En medio de esta lucha por el reconocimiento legal, destaca la figura de Sofía, quien a sus 75 años representa al proletariado que no se rinde. Su historia personifica por qué el tarjetón es una cuestión de justicia: llegó al trabajo sexual en 1971, huyendo de una violencia de género que casi le cuesta la vida y enfrentando sola el hambre de sus hijos.
«Uno como mujer, al ver a sus hijos sin comer, no puede estar esperando», afirma Sofía.
Con el fruto de su esfuerzo en la banqueta, Sofía logró lo que parecía imposible para una mujer perseguida por las camionetas de gobernación: costeó las carreras profesionales de sus cuatro hijos y su nieta. Hoy, con descendientes tituladas en administración y trabajo social, Sofía marcha para exigir que el Estado reconozca la labor que le permitió sacar a su familia adelante y que, tras cinco décadas, le sigue permitiendo caminar con la frente en alto.
Al llegar al Zócalo, la Brigada Callejera dejó claro que el trabajo sexual es el refugio de quienes han sido expulsados del mercado formal. En un 1 de mayo donde se habla de salarios mínimos, ellas recordaron que su lucha empieza por algo más básico: que se respete la ley, se entreguen los tarjetones y se detenga el desplazamiento de quienes han construido la ciudad desde sus márgenes.

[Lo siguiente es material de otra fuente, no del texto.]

pub mod csv_out;
pub mod json;
pub mod minimal;
pub mod table;

use crate::OutputFormat;
use serde_json::{Map, Value};

/// Dispatch output to the appropriate formatter.
pub fn format_output(format: &OutputFormat, value: &Value) {
    match format {
        OutputFormat::Json => json::print_json(value),
        OutputFormat::Table => table::print_table(value),
        OutputFormat::Csv => csv_out::print_csv(value),
        OutputFormat::Minimal => minimal::print_minimal(value),
    }
}

/// The `result` object of a computation envelope, or the value itself.
pub(crate) fn result_of(value: &Value) -> &Value {
    value
        .as_object()
        .and_then(|m| m.get("result"))
        .unwrap_or(value)
}

/// Flatten nested objects into dotted keys. Arrays are left as leaves.
pub(crate) fn flatten(map: &Map<String, Value>) -> Vec<(String, Value)> {
    let mut out = Vec::new();
    flatten_into("", map, &mut out);
    out
}

fn flatten_into(prefix: &str, map: &Map<String, Value>, out: &mut Vec<(String, Value)>) {
    for (key, val) in map {
        let path = if prefix.is_empty() {
            key.clone()
        } else {
            format!("{prefix}.{key}")
        };
        match val {
            Value::Object(inner) => flatten_into(&path, inner, out),
            _ => out.push((path, val.clone())),
        }
    }
}

pub(crate) fn format_scalar(value: &Value) -> String {
    match value {
        Value::String(s) => s.clone(),
        Value::Number(n) => n.to_string(),
        Value::Bool(b) => b.to_string(),
        Value::Null => String::new(),
        _ => serde_json::to_string(value).unwrap_or_default(),
    }
}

No importa si el reclamo viene de un aula de doctorado, de un surco en el campo o de una banqueta en la Merced; la exigencia es una sola: dignidad. Este Primero de Mayo demostró que, aunque las rutas de las marchas sean distintas, el destino de quienes viven de su esfuerzo es el mismo: la resistencia frente a un sistema que intenta despojarlos de su tiempo, su derecho al descanso y, sobre todo, de su identidad como piezas clave de una nación que se mueve gracias a ellos.